**Required work**
Set down all the data again. Change nothing.

'''

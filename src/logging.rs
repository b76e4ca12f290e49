//! 日志系统模块
//!
//! 提供结构化日志配置和管理功能

use crate::notification::NotifyOutcome;
use crate::report::ReportSummary;
use log::LevelFilter;
use serde_json::json;
use std::sync::{Mutex, OnceLock};
use tracing_subscriber::{fmt, prelude::*, registry, EnvFilter, Layer};

/// 全局日志初始化状态
#[derive(Debug, Default)]
struct GlobalLoggingState {
    /// 是否已初始化
    initialized: bool,
    /// 初始化失败信息
    init_error: Option<String>,
}

/// 全局日志状态管理器
static GLOBAL_LOGGING_STATE: OnceLock<Mutex<GlobalLoggingState>> = OnceLock::new();

/// 日志配置结构
#[derive(Debug, Clone)]
pub struct LogConfig {
    /// 日志级别
    pub level: LevelFilter,
    /// 是否使用JSON格式
    pub json_format: bool,
}

impl Default for LogConfig {
    fn default() -> Self {
        Self {
            level: LevelFilter::Info,
            json_format: false,
        }
    }
}

/// 日志系统管理器
pub struct LoggingSystem {
    /// 配置
    config: LogConfig,
}

impl LoggingSystem {
    /// 初始化日志系统
    ///
    /// 重复调用是安全的：第一次成功初始化后，后续调用直接返回新的句柄。
    ///
    /// # 参数
    /// * `config` - 日志配置
    ///
    /// # 返回
    /// * `Result<LoggingSystem, anyhow::Error>` - 初始化结果
    pub fn setup_logging(config: LogConfig) -> anyhow::Result<Self> {
        let state_mutex =
            GLOBAL_LOGGING_STATE.get_or_init(|| Mutex::new(GlobalLoggingState::default()));

        let mut state = state_mutex
            .lock()
            .map_err(|e| anyhow::anyhow!("日志状态锁异常: {}", e))?;

        if state.initialized {
            if let Some(e) = &state.init_error {
                return Err(anyhow::anyhow!("日志系统之前初始化失败: {}", e));
            }
            return Ok(Self { config });
        }

        let init_result = Self::perform_initialization(&config);

        state.initialized = true;
        state.init_error = init_result.as_ref().err().map(|e| e.to_string());

        init_result.map(|_| Self { config })
    }

    /// 当前句柄使用的日志级别
    pub fn level(&self) -> LevelFilter {
        self.config.level
    }

    fn perform_initialization(config: &LogConfig) -> anyhow::Result<()> {
        Self::init_log_tracer()?;
        Self::init_tracing_subscriber(config)
    }

    /// 初始化 LogTracer（log crate 到 tracing 的桥接）
    fn init_log_tracer() -> anyhow::Result<()> {
        use tracing_log::LogTracer;

        static LOG_TRACER_INIT: OnceLock<Result<(), String>> = OnceLock::new();

        let result = LOG_TRACER_INIT.get_or_init(|| LogTracer::init().map_err(|e| e.to_string()));

        result
            .as_ref()
            .map_err(|e| anyhow::anyhow!("LogTracer初始化失败: {}", e))?;
        Ok(())
    }

    fn init_tracing_subscriber(config: &LogConfig) -> anyhow::Result<()> {
        let env_filter = EnvFilter::from_default_env()
            .add_directive(Self::convert_level_to_directive(config.level));

        let fmt_layer = if config.json_format {
            fmt::layer()
                .json()
                .with_timer(fmt::time::ChronoUtc::rfc_3339())
                .with_file(true)
                .with_line_number(true)
                .boxed()
        } else {
            fmt::layer()
                .with_timer(fmt::time::ChronoUtc::rfc_3339())
                .with_ansi(true)
                .with_target(false)
                .boxed()
        };

        match registry().with(env_filter).with(fmt_layer).try_init() {
            Ok(()) => {
                tracing::debug!("日志配置: {:?}", config);
                Ok(())
            }
            Err(e) => {
                let error_msg = e.to_string();
                if error_msg.contains(
                    "attempted to set a logger after the logging system was already initialized",
                ) || error_msg.contains("a global default trace dispatcher has already been set")
                {
                    // LogTracer已提前安装，或测试进程中已被其他用例初始化
                    tracing::debug!("日志系统已经初始化过了");
                    Ok(())
                } else {
                    Err(anyhow::anyhow!(
                        "tracing subscriber初始化失败: {}",
                        error_msg
                    ))
                }
            }
        }
    }

    /// 将 log::LevelFilter 转换为 tracing 的指令
    fn convert_level_to_directive(level: LevelFilter) -> tracing_subscriber::filter::Directive {
        use tracing_subscriber::filter::{Directive, LevelFilter as TracingLevel};
        match level {
            LevelFilter::Off => Directive::from(TracingLevel::OFF),
            LevelFilter::Error => Directive::from(tracing::Level::ERROR),
            LevelFilter::Warn => Directive::from(tracing::Level::WARN),
            LevelFilter::Info => Directive::from(tracing::Level::INFO),
            LevelFilter::Debug => Directive::from(tracing::Level::DEBUG),
            LevelFilter::Trace => Directive::from(tracing::Level::TRACE),
        }
    }

    /// 记录一次运行的汇总日志
    pub fn run_summary_log(&self, summary: &ReportSummary, notification: Option<NotifyOutcome>) {
        let notification = match notification {
            Some(NotifyOutcome::Sent) => "sent",
            Some(NotifyOutcome::Skipped) => "skipped",
            None => "disabled",
        };

        if self.config.json_format {
            let entry = json!({
                "timestamp": chrono::Utc::now().to_rfc3339(),
                "type": "link_check_run",
                "total": summary.total_checked,
                "healthy": summary.healthy_count,
                "errors": summary.error_count,
                "average_response_time": summary.average_response_time,
                "notification": notification,
            });
            tracing::info!("{entry}");
        } else {
            tracing::info!(
                "RUN: {} checked, {} healthy, {} errors, avg {}, notification {}",
                summary.total_checked,
                summary.healthy_count,
                summary.error_count,
                summary.average_display(),
                notification
            );
        }
    }
}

'''

**Task result**
filename src/logging.rs
repository b76e4ca12f290e49
//! 日志系统模块
//!
//! 提供结构化日志配置和管理功能

use crate::notification::NotifyOutcome;
use crate::report::ReportSummary;
use log::LevelFilter;
use serde_json::json;
use std::sync::{Mutex, OnceLock};
use tracing_subscriber::{fmt, prelude::*, registry, EnvFilter, Layer};

/// 全局日志初始化状态
#[derive(Debug, Default)]
struct GlobalLoggingState {
    /// 是否已初始化
    initialized: bool,
    /// 初始化失败信息
    init_error: Option<String>,
}

/// 全局日志状态管理器
static GLOBAL_LOGGING_STATE: OnceLock<Mutex<GlobalLoggingState>> = OnceLock::new();

/// 日志配置结构
#[derive(Debug, Clone)]
pub struct LogConfig {
    /// 日志级别
    pub level: LevelFilter,
    /// 是否使用JSON格式
    pub json_format: bool,
}

impl Default for LogConfig {
    fn default() -> Self {
        Self {
            level: LevelFilter::Info,
            json_format: false,
        }
    }
}

/// 日志系统管理器
pub struct LoggingSystem {
    /// 配置
    config: LogConfig,
}

impl LoggingSystem {
    /// 初始化日志系统
    ///
    /// 重复调用是安全的：第一次成功初始化后，后续调用直接返回新的句柄。
    ///
    /// # 参数
    /// * `config` - 日志配置
    ///
    /// # 返回
    /// * `Result<LoggingSystem, anyhow::Error>` - 初始化结果
    pub fn setup_logging(config: LogConfig) -> anyhow::Result<Self> {
        let state_mutex =
            GLOBAL_LOGGING_STATE.get_or_init(|| Mutex::new(GlobalLoggingState::default()));

        let mut state = state_mutex
            .lock()
            .map_err(|e| anyhow::anyhow!("日志状态锁异常: {}", e))?;

        if state.initialized {
            if let Some(e) = &state.init_error {
                return Err(anyhow::anyhow!("日志系统之前初始化失败: {}", e));
            }
            return Ok(Self { config });
        }

        let init_result = Self::perform_initialization(&config);

        state.initialized = true;
        state.init_error = init_result.as_ref().err().map(|e| e.to_string());

        init_result.map(|_| Self { config })
    }

    /// 当前句柄使用的日志级别
    pub fn level(&self) -> LevelFilter {
        self.config.level
    }

    fn perform_initialization(config: &LogConfig) -> anyhow::Result<()> {
        Self::init_log_tracer()?;
        Self::init_tracing_subscriber(config)
    }

    /// 初始化 LogTracer（log crate 到 tracing 的桥接）
    fn init_log_tracer() -> anyhow::Result<()> {
        use tracing_log::LogTracer;

        static LOG_TRACER_INIT: OnceLock<Result<(), String>> = OnceLock::new();

        let result = LOG_TRACER_INIT.get_or_init(|| LogTracer::init().map_err(|e| e.to_string()));

        result
            .as_ref()
            .map_err(|e| anyhow::anyhow!("LogTracer初始化失败: {}", e))?;
        Ok(())
    }

    fn init_tracing_subscriber(config: &LogConfig) -> anyhow::Result<()> {
        let env_filter = EnvFilter::from_default_env()
            .add_directive(Self::convert_level_to_directive(config.level));

        let fmt_layer = if config.json_format {
            fmt::layer()
                .json()
                .with_timer(fmt::time::ChronoUtc::rfc_3339())
                .with_file(true)
                .with_line_number(true)
                .boxed()
        } else {
            fmt::layer()
                .with_timer(fmt::time::ChronoUtc::rfc_3339())
                .with_ansi(true)
                .with_target(false)
                .boxed()
        };

        match registry().with(env_filter).with(fmt_layer).try_init() {
            Ok(()) => {
                tracing::debug!("日志配置: {:?}", config);
                Ok(())
            }
            Err(e) => {
                let error_msg = e.to_string();
                if error_msg.contains(
                    "attempted to set a logger after the logging system was already initialized",
                ) || error_msg.contains("a global default trace dispatcher has already been set")
                {
                    // LogTracer已提前安装，或测试进程中已被其他用例初始化
                    tracing::debug!("日志系统已经初始化过了");
                    Ok(())
                } else {
                    Err(anyhow::anyhow!(
                        "tracing subscriber初始化失败: {}",
                        error_msg
                    ))
                }
            }
        }
    }

    /// 将 log::LevelFilter 转换为 tracing 的指令
    fn convert_level_to_directive(level: LevelFilter) -> tracing_subscriber::filter::Directive {
        use tracing_subscriber::filter::{Directive, LevelFilter as TracingLevel};
        match level {
            LevelFilter::Off => Directive::from(TracingLevel::OFF),
            LevelFilter::Error => Directive::from(tracing::Level::ERROR),
            LevelFilter::Warn => Directive::from(tracing::Level::WARN),
            LevelFilter::Info => Directive::from(tracing::Level::INFO),
            LevelFilter::Debug => Directive::from(tracing::Level::DEBUG),
            LevelFilter::Trace => Directive::from(tracing::Level::TRACE),
        }
    }

    /// 记录一次运行的汇总日志
    pub fn run_summary_log(&self, summary: &ReportSummary, notification: Option<NotifyOutcome>) {
        let notification = match notification {
            Some(NotifyOutcome::Sent) => "sent",
            Some(NotifyOutcome::Skipped) => "skipped",
            None => "disabled",
        };

        if self.config.json_format {
            let entry = json!({
                "timestamp": chrono::Utc::now().to_rfc3339(),
                "type": "link_check_run",
                "total": summary.total_checked,
                "healthy": summary.healthy_count,
                "errors": summary.error_count,
                "average_response_time": summary.average_response_time,
                "notification": notification,
            });
            tracing::info!("{entry}");
        } else {
            tracing::info!(
                "RUN: {} checked, {} healthy, {} errors, avg {}, notification {}",
                summary.total_checked,
                summary.healthy_count,
                summary.error_count,
                summary.average_display(),
                notification
            );
        }
    }
}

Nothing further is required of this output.